— Agencias 01/07/2026
La melatonina es una hormona producida principalmente por la glándula pineal del cerebro, cuya función central es regular el ciclo sueño-vigilia y sincronizar los ritmos circadianos del organismo.
Además de su producción natural, la melatonina también se utiliza en forma de suplementos o medicamentos —según la regulación de cada país— para tratar el insomnio. En los últimos años, su posible uso se ha extendido hacia otras áreas, incluyendo el manejo del dolor.
Un estudio liderado por investigadores de la Universidad de Sídney, en Australia, sugiere que la melatonina podría ayudar a reducir el dolor musculoesquelético crónico con una eficacia similar a la de algunos analgésicos comunes. Este hallazgo cobra relevancia considerando que una gran parte de la población mundial padece este tipo de dolor, lo que abre la posibilidad de una alternativa terapéutica más accesible y con menos efectos adversos.
Qué investigaron los científicos
El estudio analizó 23 ensayos clínicos aleatorizados que incluyeron a más de 2.000 adultos con distintos tipos de dolor musculoesquelético, como lumbalgia, artrosis, fibromialgia y recuperación postquirúrgica.
También se evaluaron datos de pacientes sometidos a cirugías de columna o reemplazos articulares, con el objetivo de observar el impacto del suplemento tanto en el dolor como en la calidad del sueño.
Resultados principales
Los resultados mostraron que la melatonina se asocia con una reducción moderada del dolor crónico y una mejora en la calidad del sueño. En promedio, el alivio del dolor fue comparable al observado con algunos tratamientos analgésicos convencionales.
Las dosis utilizadas en los ensayos variaron entre 1 y 10 mg, dependiendo del tipo de dolor y del contexto clínico. Sin embargo, no se identificó una dosis única óptima.
Seguridad y efectos adversos
Los efectos secundarios reportados fueron leves y similares a los del grupo placebo, incluyendo náuseas, mareos y cefaleas. No se observaron eventos graves ni evidencia de dependencia.
Aun así, los investigadores recomiendan su uso bajo supervisión médica, especialmente en personas que ya reciben otros tratamientos o presentan enfermedades preexistentes.
Relación entre dolor y sueño
Uno de los aspectos destacados del estudio es la conexión entre dolor crónico y alteraciones del sueño. La melatonina podría actuar sobre ambos problemas al mismo tiempo, lo que la convierte en una posible herramienta complementaria dentro del manejo integral del dolor.

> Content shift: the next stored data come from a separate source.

use anyhow::Context as _;
use chrono::{DateTime, Utc};
use sea_orm::{
    ActiveModelTrait, ActiveValue::Set, ColumnTrait, Condition, DatabaseConnection, DbErr,
    EntityTrait, PaginatorTrait, QueryFilter, SqlErr,
};
use serde_json::json;
use uuid::Uuid;

use nhadat_auth_schema::users;
use nhadat_domain::user::{UserStatus, UserType};

use crate::domain::repository::UserRepository;
use crate::domain::types::{Channel, User};
use crate::error::AuthServiceError;

#[derive(Clone)]
pub struct DbUserRepository {
    pub db: DatabaseConnection,
}

impl UserRepository for DbUserRepository {
    async fn find_by_identifier(
        &self,
        identifier: &str,
    ) -> Result<Option<User>, AuthServiceError> {
        let model = users::Entity::find()
            .filter(
                Condition::any()
                    .add(users::Column::Phone.eq(identifier))
                    .add(users::Column::Email.eq(identifier)),
            )
            .one(&self.db)
            .await
            .context("find user by identifier")?;
        Ok(model.map(user_from_model))
    }

    async fn exists_by_phone_or_email(
        &self,
        phone: Option<&str>,
        email: Option<&str>,
    ) -> Result<bool, AuthServiceError> {
        let mut condition = Condition::any();
        if let Some(phone) = phone {
            condition = condition.add(users::Column::Phone.eq(phone));
        }
        if let Some(email) = email {
            condition = condition.add(users::Column::Email.eq(email));
        }
        if condition.is_empty() {
            return Ok(false);
        }
        let count = users::Entity::find()
            .filter(condition)
            .count(&self.db)
            .await
            .context("count users by phone or email")?;
        Ok(count > 0)
    }

    async fn find_by_id(&self, id: Uuid) -> Result<Option<User>, AuthServiceError> {
        let model = users::Entity::find_by_id(id)
            .one(&self.db)
            .await
            .context("find user by id")?;
        Ok(model.map(user_from_model))
    }

    async fn contact_taken(
        &self,
        channel: Channel,
        value: &str,
        except: Uuid,
    ) -> Result<bool, AuthServiceError> {
        let column = match channel {
            Channel::Phone => users::Column::Phone,
            Channel::Email => users::Column::Email,
        };
        let count = users::Entity::find()
            .filter(column.eq(value))
            .filter(users::Column::Id.ne(except))
            .count(&self.db)
            .await
            .context("count users by contact")?;
        Ok(count > 0)
    }

    async fn create(&self, user: &User) -> Result<(), AuthServiceError> {
        users::ActiveModel {
            id: Set(user.id),
            phone: Set(user.phone.clone()),
            email: Set(user.email.clone()),
            password_hash: Set(user.password_hash.clone()),
            full_name: Set(user.full_name.clone()),
            status: Set(user.status.to_string()),
            phone_verified: Set(user.phone_verified),
            email_verified: Set(user.email_verified),
            settings: Set(json!({ "userType": user.user_type })),
            last_login_at: Set(user.last_login_at),
            created_at: Set(user.created_at),
            updated_at: Set(user.updated_at),
        }
        .insert(&self.db)
        .await
        .map_err(|e| match unique_violation(&e) {
            Some(_) => AuthServiceError::UserAlreadyExists,
            None => AuthServiceError::Internal(anyhow::Error::new(e).context("create user")),
        })?;
        Ok(())
    }

    async fn save(&self, user: &User) -> Result<(), AuthServiceError> {
        users::ActiveModel {
            id: Set(user.id),
            phone: Set(user.phone.clone()),
            email: Set(user.email.clone()),
            password_hash: Set(user.password_hash.clone()),
            full_name: Set(user.full_name.clone()),
            phone_verified: Set(user.phone_verified),
            email_verified: Set(user.email_verified),
            updated_at: Set(user.updated_at),
            ..Default::default()
        }
        .update(&self.db)
        .await
        .map_err(|e| match unique_violation(&e) {
            Some(Channel::Phone) => AuthServiceError::PhoneInUse,
            Some(Channel::Email) => AuthServiceError::EmailInUse,
            None => AuthServiceError::Internal(anyhow::Error::new(e).context("save user")),
        })?;
        Ok(())
    }

    async fn mark_verified(&self, id: Uuid, channel: Channel) -> Result<(), AuthServiceError> {
        let mut am = users::ActiveModel {
            id: Set(id),
            updated_at: Set(Utc::now()),
            ..Default::default()
        };
        match channel {
            Channel::Phone => am.phone_verified = Set(true),
            Channel::Email => am.email_verified = Set(true),
        }
        am.update(&self.db).await.context("mark user verified")?;
        Ok(())
    }

    async fn record_login(&self, id: Uuid, at: DateTime<Utc>) -> Result<(), AuthServiceError> {
        users::ActiveModel {
            id: Set(id),
            last_login_at: Set(Some(at)),
            ..Default::default()
        }
        .update(&self.db)
        .await
        .context("record user login")?;
        Ok(())
    }
}

/// Which contact column a unique-constraint violation hit, if any.
fn unique_violation(e: &DbErr) -> Option<Channel> {
    match e.sql_err() {
        Some(SqlErr::UniqueConstraintViolation(msg)) => Some(violated_channel(&msg)),
        _ => None,
    }
}

/// Postgres names the constraint `users_<column>_key`.
fn violated_channel(message: &str) -> Channel {
    if message.contains("email") {
        Channel::Email
    } else {
        Channel::Phone
    }
}

fn user_from_model(model: users::Model) -> User {
    let status = model.status.parse().unwrap_or_else(|_| {
        tracing::warn!(user_id = %model.id, status = %model.status, "unknown user status");
        UserStatus::Inactive
    });
    let user_type = model
        .settings
        .get("userType")
        .and_then(|v| v.as_str())
        .and_then(|s| s.parse::<UserType>().ok())
        .unwrap_or_default();
    User {
        id: model.id,
        phone: model.phone,
        email: model.email,
        password_hash: model.password_hash,
        full_name: model.full_name,
        status,
        phone_verified: model.phone_verified,
        email_verified: model.email_verified,
        user_type,
        last_login_at: model.last_login_at,
        created_at: model.created_at,
        updated_at: model.updated_at,
    }
}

Limitaciones y futuro de la investigación
Los autores señalan que aún no existe evidencia suficiente para establecer una dosis ideal ni para recomendar su uso prolongado más allá de tres meses sin más estudios.
También se plantea la necesidad de investigaciones más amplias que permitan definir con mayor precisión qué tipos de pacientes podrían beneficiarse más.
Conclusión
En conjunto, los hallazgos sugieren que la melatonina podría representar una alternativa complementaria en el tratamiento del dolor musculoesquelético, especialmente en personas con problemas de sueño asociados. Sin embargo, no debe considerarse un reemplazo de los tratamientos convencionales, sino una opción adicional dentro de un enfoque médico supervisado.